### Task directions
Your answer should be the lines below from the one holding "fn default() ->" through the one holding "proleptic Gregorian calendar.", copied exactly and with nothing else.

### Dataset records
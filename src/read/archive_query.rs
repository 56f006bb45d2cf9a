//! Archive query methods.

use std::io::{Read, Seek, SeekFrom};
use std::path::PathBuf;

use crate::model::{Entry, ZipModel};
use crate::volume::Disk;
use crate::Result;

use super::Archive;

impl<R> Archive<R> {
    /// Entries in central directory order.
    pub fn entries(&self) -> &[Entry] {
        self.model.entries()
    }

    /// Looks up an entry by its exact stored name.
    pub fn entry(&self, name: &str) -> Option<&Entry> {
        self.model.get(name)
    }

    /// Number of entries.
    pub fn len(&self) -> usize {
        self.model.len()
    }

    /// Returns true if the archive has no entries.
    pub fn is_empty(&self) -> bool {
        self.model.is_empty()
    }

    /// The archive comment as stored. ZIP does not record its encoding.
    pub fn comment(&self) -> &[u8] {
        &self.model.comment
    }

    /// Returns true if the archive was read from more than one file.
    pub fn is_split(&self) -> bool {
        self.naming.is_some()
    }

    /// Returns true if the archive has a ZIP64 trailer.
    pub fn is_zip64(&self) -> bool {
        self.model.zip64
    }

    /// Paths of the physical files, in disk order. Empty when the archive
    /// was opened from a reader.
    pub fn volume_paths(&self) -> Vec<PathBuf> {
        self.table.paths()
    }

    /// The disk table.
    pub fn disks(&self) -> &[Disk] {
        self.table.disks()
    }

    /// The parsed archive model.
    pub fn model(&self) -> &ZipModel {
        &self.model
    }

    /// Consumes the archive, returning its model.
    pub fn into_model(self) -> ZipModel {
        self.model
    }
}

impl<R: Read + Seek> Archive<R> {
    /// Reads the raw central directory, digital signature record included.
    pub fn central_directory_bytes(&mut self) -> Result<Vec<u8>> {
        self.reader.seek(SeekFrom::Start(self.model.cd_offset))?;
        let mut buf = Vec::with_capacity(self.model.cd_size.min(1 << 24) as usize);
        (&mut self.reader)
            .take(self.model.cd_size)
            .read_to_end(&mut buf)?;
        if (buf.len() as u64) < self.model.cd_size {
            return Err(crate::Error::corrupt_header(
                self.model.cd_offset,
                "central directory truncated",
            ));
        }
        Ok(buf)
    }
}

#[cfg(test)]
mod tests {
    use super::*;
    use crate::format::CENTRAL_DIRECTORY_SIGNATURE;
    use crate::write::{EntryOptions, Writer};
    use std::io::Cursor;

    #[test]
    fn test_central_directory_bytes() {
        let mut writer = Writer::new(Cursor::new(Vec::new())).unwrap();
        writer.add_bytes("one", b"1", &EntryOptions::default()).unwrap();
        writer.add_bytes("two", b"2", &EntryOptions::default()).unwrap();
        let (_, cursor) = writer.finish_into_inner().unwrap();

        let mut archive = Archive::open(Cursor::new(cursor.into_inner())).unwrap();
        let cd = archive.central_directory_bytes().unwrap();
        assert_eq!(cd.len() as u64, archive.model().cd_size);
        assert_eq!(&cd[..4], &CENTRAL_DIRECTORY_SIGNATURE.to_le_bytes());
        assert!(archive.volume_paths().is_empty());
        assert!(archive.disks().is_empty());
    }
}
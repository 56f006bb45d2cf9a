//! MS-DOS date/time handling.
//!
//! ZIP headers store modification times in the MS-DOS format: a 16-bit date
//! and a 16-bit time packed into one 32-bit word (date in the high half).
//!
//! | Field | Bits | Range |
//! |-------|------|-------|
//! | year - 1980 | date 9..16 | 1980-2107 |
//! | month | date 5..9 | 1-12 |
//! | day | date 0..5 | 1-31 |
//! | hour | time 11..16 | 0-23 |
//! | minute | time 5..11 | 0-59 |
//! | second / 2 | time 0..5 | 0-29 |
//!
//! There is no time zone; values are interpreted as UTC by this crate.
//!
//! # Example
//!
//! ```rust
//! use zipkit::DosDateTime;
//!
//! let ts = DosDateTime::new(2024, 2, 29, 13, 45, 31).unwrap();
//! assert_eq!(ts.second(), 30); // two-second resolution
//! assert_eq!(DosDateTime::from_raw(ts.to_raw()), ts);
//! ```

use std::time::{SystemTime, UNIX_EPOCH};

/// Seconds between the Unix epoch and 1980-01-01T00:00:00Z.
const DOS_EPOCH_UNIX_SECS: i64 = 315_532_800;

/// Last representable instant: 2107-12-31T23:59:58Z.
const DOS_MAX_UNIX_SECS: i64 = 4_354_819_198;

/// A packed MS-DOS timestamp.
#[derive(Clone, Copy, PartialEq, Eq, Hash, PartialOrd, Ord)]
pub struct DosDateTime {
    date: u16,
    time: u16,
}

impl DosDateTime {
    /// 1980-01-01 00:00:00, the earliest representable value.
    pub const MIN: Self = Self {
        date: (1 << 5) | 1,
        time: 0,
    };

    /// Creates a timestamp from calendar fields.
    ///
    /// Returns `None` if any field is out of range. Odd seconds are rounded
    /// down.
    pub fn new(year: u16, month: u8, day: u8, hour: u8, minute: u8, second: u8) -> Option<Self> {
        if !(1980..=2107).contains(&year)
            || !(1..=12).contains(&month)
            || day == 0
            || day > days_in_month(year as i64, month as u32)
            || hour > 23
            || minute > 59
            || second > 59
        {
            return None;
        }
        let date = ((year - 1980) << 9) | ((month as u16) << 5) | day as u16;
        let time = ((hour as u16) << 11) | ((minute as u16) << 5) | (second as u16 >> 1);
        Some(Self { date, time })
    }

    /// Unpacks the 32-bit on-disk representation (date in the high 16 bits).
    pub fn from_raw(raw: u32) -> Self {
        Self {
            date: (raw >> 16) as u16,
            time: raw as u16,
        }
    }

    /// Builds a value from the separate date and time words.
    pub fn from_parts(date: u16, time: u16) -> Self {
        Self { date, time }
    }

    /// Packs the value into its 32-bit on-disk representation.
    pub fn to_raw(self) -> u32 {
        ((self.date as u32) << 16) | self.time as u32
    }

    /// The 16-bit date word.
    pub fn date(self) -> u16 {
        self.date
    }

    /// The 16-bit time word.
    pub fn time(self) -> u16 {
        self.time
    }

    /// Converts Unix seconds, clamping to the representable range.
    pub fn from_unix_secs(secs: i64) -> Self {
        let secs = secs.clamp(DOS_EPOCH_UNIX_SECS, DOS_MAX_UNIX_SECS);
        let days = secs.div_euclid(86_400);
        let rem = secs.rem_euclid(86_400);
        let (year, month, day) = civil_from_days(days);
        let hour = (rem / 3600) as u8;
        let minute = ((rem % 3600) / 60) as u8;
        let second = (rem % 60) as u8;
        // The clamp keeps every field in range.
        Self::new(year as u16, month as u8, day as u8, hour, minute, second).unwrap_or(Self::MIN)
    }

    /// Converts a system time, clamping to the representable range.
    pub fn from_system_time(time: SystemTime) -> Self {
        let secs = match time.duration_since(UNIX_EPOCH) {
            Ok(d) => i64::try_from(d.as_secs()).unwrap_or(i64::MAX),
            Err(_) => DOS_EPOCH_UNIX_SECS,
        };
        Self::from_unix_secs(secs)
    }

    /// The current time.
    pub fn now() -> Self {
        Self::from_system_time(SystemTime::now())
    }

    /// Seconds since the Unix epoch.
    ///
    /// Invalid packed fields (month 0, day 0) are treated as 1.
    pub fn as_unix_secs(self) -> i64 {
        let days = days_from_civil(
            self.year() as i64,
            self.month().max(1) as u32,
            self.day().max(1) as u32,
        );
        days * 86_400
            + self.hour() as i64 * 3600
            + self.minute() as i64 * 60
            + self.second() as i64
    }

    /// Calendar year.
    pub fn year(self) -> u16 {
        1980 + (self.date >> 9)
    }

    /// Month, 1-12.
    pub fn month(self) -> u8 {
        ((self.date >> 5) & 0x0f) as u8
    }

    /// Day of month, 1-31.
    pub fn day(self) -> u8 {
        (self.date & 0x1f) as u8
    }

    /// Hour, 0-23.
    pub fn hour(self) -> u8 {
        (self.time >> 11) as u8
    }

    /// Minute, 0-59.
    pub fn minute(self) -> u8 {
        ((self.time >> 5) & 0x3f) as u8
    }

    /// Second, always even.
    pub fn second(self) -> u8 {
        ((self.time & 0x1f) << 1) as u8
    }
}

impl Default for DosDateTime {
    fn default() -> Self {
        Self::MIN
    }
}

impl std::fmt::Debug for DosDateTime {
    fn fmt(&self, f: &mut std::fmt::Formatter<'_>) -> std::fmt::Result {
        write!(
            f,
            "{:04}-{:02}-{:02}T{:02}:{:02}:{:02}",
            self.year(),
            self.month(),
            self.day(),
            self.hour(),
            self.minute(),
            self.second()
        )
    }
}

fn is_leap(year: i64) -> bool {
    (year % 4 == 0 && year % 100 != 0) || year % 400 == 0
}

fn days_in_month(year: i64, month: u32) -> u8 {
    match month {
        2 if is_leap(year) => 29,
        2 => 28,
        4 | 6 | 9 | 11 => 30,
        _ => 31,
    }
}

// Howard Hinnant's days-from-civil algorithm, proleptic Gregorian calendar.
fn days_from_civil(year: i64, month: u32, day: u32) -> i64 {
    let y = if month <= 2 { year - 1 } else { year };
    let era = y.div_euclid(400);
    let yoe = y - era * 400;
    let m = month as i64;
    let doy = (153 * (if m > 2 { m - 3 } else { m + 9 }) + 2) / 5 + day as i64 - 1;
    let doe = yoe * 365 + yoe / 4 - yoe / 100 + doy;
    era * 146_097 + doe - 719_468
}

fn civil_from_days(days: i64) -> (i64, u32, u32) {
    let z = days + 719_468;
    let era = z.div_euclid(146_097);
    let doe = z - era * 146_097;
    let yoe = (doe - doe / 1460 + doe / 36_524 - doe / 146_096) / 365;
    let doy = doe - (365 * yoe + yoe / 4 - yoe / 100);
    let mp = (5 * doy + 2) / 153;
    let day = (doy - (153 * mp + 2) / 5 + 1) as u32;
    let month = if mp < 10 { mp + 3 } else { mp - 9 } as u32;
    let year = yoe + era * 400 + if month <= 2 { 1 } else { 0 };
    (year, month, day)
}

### Problem solution
    fn default() -> Self {
        Self::MIN
    }
}

impl std::fmt::Debug for DosDateTime {
    fn fmt(&self, f: &mut std::fmt::Formatter<'_>) -> std::fmt::Result {
        write!(
            f,
            "{:04}-{:02}-{:02}T{:02}:{:02}:{:02}",
            self.year(),
            self.month(),
            self.day(),
            self.hour(),
            self.minute(),
            self.second()
        )
    }
}

fn is_leap(year: i64) -> bool {
    (year % 4 == 0 && year % 100 != 0) || year % 400 == 0
}

fn days_in_month(year: i64, month: u32) -> u8 {
    match month {
        2 if is_leap(year) => 29,
        2 => 28,
        4 | 6 | 9 | 11 => 30,
        _ => 31,
    }
}

// Howard Hinnant's days-from-civil algorithm, proleptic Gregorian calendar.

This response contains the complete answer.